(MATERIAL SUPPLIED Opens)

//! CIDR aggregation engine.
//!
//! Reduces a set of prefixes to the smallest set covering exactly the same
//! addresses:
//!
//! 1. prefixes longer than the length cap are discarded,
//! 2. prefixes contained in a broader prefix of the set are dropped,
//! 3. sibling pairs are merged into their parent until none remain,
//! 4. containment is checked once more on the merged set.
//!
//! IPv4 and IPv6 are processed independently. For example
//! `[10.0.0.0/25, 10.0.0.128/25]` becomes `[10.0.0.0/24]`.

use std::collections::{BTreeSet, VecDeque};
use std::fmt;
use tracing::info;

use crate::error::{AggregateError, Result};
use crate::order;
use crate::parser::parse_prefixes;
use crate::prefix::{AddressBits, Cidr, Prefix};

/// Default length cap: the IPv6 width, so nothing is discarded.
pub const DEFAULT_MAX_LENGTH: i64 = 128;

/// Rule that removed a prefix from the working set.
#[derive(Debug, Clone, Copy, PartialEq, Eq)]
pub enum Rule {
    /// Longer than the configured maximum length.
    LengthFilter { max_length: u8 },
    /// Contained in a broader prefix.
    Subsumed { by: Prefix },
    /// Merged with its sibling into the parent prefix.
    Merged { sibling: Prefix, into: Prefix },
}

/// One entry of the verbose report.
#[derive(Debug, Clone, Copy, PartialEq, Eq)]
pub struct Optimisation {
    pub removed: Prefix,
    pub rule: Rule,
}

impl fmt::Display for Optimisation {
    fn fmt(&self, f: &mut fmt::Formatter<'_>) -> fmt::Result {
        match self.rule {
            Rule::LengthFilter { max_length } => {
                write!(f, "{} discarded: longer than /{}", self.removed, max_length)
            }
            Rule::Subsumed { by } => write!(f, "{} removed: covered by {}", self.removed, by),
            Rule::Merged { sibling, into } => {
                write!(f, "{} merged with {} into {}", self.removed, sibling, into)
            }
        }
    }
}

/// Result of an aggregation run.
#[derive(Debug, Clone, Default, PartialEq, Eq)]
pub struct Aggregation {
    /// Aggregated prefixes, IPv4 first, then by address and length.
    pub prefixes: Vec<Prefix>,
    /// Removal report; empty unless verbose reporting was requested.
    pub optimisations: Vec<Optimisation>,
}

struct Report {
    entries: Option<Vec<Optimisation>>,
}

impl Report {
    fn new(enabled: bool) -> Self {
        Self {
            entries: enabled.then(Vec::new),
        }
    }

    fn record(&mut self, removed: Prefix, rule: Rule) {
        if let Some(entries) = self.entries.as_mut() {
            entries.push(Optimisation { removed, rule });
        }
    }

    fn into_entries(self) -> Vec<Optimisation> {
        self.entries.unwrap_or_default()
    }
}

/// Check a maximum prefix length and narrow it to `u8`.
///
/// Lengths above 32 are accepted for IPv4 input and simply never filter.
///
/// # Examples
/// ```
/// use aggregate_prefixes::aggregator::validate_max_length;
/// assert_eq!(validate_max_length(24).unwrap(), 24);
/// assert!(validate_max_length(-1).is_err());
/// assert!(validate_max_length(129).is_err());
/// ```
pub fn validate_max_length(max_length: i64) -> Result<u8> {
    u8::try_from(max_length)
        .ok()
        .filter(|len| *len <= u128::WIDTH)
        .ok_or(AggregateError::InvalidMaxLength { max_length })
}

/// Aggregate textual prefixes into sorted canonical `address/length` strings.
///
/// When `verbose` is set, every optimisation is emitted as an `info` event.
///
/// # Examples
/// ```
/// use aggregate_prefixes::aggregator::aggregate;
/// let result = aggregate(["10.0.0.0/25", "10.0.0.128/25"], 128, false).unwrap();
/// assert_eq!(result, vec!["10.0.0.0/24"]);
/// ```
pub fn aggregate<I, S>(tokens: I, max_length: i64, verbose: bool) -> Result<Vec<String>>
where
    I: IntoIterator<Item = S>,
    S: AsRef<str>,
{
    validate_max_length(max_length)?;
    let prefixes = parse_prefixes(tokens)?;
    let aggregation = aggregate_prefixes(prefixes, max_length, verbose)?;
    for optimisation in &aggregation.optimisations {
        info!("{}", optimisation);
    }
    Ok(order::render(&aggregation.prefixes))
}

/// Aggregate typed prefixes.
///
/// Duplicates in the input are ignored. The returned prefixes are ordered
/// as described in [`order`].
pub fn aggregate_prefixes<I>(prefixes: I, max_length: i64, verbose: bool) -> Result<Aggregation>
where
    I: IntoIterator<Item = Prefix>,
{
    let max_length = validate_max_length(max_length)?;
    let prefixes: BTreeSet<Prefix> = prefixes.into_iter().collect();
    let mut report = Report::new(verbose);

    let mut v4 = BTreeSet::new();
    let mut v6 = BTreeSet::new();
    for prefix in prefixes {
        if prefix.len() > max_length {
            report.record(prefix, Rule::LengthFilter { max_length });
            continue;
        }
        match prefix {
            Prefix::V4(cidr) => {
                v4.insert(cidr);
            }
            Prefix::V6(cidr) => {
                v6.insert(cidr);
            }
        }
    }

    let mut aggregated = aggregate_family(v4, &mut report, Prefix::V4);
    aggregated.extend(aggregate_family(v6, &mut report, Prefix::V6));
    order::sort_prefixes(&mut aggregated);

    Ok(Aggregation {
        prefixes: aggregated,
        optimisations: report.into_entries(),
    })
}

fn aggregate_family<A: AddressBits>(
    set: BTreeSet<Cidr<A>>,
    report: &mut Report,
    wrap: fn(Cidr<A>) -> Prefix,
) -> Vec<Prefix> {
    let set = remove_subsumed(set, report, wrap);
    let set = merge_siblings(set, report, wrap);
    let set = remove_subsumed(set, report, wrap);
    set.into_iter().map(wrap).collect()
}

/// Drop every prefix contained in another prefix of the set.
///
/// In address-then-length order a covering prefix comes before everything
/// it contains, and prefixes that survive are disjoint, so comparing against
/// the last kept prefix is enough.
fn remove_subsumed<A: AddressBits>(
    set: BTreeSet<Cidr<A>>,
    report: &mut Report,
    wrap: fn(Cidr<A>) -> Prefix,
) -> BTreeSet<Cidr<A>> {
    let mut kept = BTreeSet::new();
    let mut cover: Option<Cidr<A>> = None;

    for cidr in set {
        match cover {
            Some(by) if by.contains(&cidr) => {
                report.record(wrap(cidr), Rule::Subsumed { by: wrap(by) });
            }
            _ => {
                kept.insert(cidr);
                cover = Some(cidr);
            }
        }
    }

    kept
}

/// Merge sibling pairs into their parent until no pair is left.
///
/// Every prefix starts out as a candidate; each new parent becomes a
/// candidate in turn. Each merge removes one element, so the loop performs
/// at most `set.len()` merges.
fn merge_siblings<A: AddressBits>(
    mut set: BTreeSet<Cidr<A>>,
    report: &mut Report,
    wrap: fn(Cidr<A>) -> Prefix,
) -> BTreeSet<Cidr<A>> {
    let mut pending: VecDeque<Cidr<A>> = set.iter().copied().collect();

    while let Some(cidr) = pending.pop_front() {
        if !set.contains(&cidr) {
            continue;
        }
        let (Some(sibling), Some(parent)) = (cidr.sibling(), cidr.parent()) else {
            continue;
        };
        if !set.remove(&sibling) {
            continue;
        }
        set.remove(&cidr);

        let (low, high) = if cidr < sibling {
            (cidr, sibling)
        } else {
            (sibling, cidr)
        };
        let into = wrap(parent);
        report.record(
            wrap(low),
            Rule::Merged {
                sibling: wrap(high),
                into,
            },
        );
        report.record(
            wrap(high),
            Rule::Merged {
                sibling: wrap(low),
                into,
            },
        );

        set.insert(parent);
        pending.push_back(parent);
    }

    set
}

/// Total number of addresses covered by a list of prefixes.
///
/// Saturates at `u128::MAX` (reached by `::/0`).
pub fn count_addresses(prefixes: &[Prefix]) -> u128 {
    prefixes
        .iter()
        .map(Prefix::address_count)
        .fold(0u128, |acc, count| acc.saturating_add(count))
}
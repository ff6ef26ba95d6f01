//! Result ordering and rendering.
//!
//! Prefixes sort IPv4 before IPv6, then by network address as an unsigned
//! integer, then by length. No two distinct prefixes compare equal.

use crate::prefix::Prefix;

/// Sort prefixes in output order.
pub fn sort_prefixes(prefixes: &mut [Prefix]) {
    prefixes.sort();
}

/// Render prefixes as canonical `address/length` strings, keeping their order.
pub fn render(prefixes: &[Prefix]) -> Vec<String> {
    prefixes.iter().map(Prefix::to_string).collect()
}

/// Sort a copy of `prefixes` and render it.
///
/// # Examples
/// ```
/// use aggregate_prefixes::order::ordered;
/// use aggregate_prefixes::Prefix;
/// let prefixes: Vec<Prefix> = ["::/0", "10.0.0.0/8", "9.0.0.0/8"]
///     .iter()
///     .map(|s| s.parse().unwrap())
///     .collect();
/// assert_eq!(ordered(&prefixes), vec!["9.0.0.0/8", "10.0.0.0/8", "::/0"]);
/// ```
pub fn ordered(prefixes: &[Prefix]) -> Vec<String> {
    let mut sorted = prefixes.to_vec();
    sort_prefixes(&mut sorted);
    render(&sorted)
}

(MATERIAL SUPPLIED Closes)
(MATERIAL SUPPLIED Opens)

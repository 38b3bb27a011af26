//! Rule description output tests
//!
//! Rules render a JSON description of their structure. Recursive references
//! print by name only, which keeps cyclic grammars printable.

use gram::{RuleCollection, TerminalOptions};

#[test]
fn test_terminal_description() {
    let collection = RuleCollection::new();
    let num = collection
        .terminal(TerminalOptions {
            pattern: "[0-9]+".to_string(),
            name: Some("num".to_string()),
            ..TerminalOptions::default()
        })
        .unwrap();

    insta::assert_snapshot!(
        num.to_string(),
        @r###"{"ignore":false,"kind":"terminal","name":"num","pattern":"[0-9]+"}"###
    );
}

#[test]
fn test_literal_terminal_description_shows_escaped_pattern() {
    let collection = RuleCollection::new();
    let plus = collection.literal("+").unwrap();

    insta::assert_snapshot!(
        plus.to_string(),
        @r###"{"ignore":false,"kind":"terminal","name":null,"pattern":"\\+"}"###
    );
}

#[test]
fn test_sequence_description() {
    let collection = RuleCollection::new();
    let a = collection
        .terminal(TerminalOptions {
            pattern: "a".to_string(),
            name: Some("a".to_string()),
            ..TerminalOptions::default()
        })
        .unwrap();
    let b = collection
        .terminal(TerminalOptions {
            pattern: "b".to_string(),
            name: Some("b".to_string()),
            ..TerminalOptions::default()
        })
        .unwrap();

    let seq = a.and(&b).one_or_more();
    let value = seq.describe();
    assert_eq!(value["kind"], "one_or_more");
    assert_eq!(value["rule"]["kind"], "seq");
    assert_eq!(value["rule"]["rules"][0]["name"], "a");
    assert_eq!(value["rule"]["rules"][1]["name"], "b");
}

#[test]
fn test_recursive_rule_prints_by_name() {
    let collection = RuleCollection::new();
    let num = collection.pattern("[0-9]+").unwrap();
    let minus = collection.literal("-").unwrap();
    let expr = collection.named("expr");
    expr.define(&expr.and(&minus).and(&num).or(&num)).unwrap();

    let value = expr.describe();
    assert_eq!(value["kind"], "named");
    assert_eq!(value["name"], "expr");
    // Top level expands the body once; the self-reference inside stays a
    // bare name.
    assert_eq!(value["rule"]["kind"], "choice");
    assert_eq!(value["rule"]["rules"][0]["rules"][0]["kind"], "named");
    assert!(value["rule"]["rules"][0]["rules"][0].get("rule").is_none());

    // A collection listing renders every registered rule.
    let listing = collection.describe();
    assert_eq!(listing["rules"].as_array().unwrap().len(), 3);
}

(MATERIAL SUPPLIED Closes)

> **WHAT IS REQUIRED**
Of the entries above, repeat exactly the lines between the line with "configured maximum length." and the line with "pub struct Optimisation", inclusive, and no others.

> **TASK RESULT**
    /// Longer than the configured maximum length.
    LengthFilter { max_length: u8 },
    /// Contained in a broader prefix.
    Subsumed { by: Prefix },
    /// Merged with its sibling into the parent prefix.
    Merged { sibling: Prefix, into: Prefix },
}

/// One entry of the verbose report.
#[derive(Debug, Clone, Copy, PartialEq, Eq)]
pub struct Optimisation {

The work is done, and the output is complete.